Die Medikamente der Chemotherapie setzten meinem Körper schwer zu und erzeugten starke Nebenwirkungen mit unerträglich großen Schmerzen. Gegen die Schmerzen erhielt ich ein Morphinpräparat, das die Wahrnehmung verändert und abhängig machen kann. Wodurch es die Abhängigkeit erzeugt, weiß ich nicht, war mir in dem Moment auch egal. Jedoch war die Bewusstseinsveränderung selbst für mich deutlich wahrnehmbar und sehr unangenehm. Mein Körpergefühl, das Denken, visuelle Eindrücke – alles schien fast wie im Normalzustand, aber all dies fühlte sich zudem leicht verändert und irgendwie falsch an. Ich war nicht mehr ich selbst. Eine andere Person. Einmal Zuschauer und zugleich Gefangener und Opfer der Leukämie. 

Das Pflegepersonal meinte, dass ein unangenehmes Gefühl eher selten sei. Die meisten Patienten fänden den Zustand wohl relativ angenehm, würden ihn manchmal als „schwebend“ bezeichnen. Ich nicht! Bei mir war es eher so, als ob mich etwas nach oben zieht, aber zugleich die Decke in meinem Schädel von oben herunterdrückt. Ähnlich, wie in der Müllpresse des Todessterns, in der sich Prinzessin Leia, Luke Skywalker, Han Solo und Chewbacca befinden und die Wände von rechts und links auf sie zuwandern (wer den Film nicht kennt, hier klicken). Nur wandern die Wände in meinem Fall nicht seitlich auf mich zu, sondern kommen von oben und unten. Ich wollte so schnell wie möglich wieder weg von dem Medikament. Aber die Schmerzen waren in dem Moment noch zu groß für dieses Vorhaben.

©Leukofight

Wie Treibgut befand ich mich in einer Art Strudel. Getrieben durch die Gravitationskräfte der Medikamente einerseits und den Bemühungen der Mediziner andererseits, mich lebendig aus diesem Loch heraus zu katapultieren. Man fühlt sich in diesem Zustand ausgeliefert, hilflos, weil man selber nichts mehr beeinflussen kann.*

Ich war weit entfernt vom Normalbereich. Es wurde auf mich eingeprügelt. Physisch – durch die heimtückische Leukämie und die brutalen Medikamente. Mental – Schmerzmittel mit der Nebenwirkung der Wahrnehmungsveränderung, keine Ruhe im Zimmer, andauernde Störungen, keinerlei Rückzugsmöglichkeit. Und dann war da noch Günther. Mit ihm teilte ich mir die ersten Wochen das Zimmer. Seine Entwicklung nach dem Rückfall entmutigte mich täglich.

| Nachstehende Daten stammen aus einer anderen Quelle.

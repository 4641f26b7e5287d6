//! Pre-rendered percussion hits.
//!
//! Each kit piece is a pure function from [`Settings`] to a one-shot sample
//! buffer. Study them to learn how different drum timbres are built from
//! decaying tones and filtered noise.
//!
//! # Example
//!
//! ```
//! use wavebake::{settings::Settings, voices::{self, Percussion}};
//!
//! let settings = Settings::default();
//! let kick = voices::render(Percussion::Kick, &settings);
//! assert!(kick[0] > 0.0);
//! assert_eq!(Percussion::from_midi_key(38), Some(Percussion::Snare));
//! ```

mod clap;
mod cymbal;
mod hihat;
mod kick;
mod snare;
mod tom;

use crate::settings::Settings;

pub use clap::clap;
pub use cymbal::{crash, ride};
pub use hihat::{closed_hat, open_hat};
pub use kick::kick;
pub use snare::snare;
pub use tom::tom;

#[derive(Debug, Clone, Copy, PartialEq, Eq, Hash)]
pub enum Percussion {
    Kick,
    Snare,
    ClosedHat,
    OpenHat,
    Clap,
    Tom,
    Crash,
    Ride,
}

impl Percussion {
    pub const ALL: [Percussion; 8] = [
        Percussion::Kick,
        Percussion::Snare,
        Percussion::ClosedHat,
        Percussion::OpenHat,
        Percussion::Clap,
        Percussion::Tom,
        Percussion::Crash,
        Percussion::Ride,
    ];

    /// Map a General MIDI percussion key (channel 10) to a kit piece.
    pub fn from_midi_key(key: u8) -> Option<Self> {
        match key {
            35 | 36 => Some(Percussion::Kick),
            37 | 38 | 40 => Some(Percussion::Snare),
            39 => Some(Percussion::Clap),
            42 | 44 => Some(Percussion::ClosedHat),
            46 => Some(Percussion::OpenHat),
            41 | 43 | 45 | 47 | 48 | 50 => Some(Percussion::Tom),
            49 | 52 | 55 | 57 => Some(Percussion::Crash),
            51 | 53 | 59 => Some(Percussion::Ride),
            _ => None,
        }
    }

    /// Position in [`Percussion::ALL`].
    pub fn index(self) -> usize {
        self as usize
    }
}

/// Render the one-shot buffer for `piece`.
pub fn render(piece: Percussion, settings: &Settings) -> Vec<f32> {
    match piece {
        Percussion::Kick => kick(settings),
        Percussion::Snare => snare(settings),
        Percussion::ClosedHat => closed_hat(settings),
        Percussion::OpenHat => open_hat(settings),
        Percussion::Clap => clap(settings),
        Percussion::Tom => tom(settings),
        Percussion::Crash => crash(settings),
        Percussion::Ride => ride(settings),
    }
}

/// Deterministic white noise (xorshift32), so kits render identically
/// on every run.
pub(crate) struct Noise {
    state: u32,
}

impl Noise {
    pub(crate) fn new(seed: u32) -> Self {
        Self { state: seed.max(1) }
    }

    /// Uniform sample in [-1.0, 1.0].
    #[inline]
    pub(crate) fn next_sample(&mut self) -> f32 {
        let mut x = self.state;
        x ^= x << 13;
        x ^= x >> 17;
        x ^= x << 5;
        self.state = x;
        (x as f64 / u32::MAX as f64 * 2.0 - 1.0) as f32
    }
}

/// Exponential decay reaching -60 dB after `decay_ms`.
#[inline]
pub(crate) fn decay(i: usize, decay_ms: f64, settings: &Settings) -> f64 {
    let t60 = (decay_ms * settings.samples_per_ms()).max(1.0);
    (-6.907_755 * i as f64 / t60).exp()
}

Und trotzdem, oder vielleicht gerade deshalb, wollte ich nicht aufgeben. Geist und Körper können sich wehren, trotz der wirklich erbarmungslosen Situation. Also, wie komme ich da raus? Gerade stehen, Kopf hoch, Brust raus und wie Hawking das Unmögliche versuchen: Strahlend aus dem Schwarzen Loch hervortreten!

* In einer solch harten Phase ist es sehr schwierig, aus eigener Kraft im Geiste aufrecht zu bleiben. An dieser Stelle vielen Dank an all die Unterstützer aus meinem Umfeld, ganz besonderen Dank an Ane, Gisela und Barbara. Sie haben mir Kraft gegeben und dabei geholfen, selber Kraft zu finden.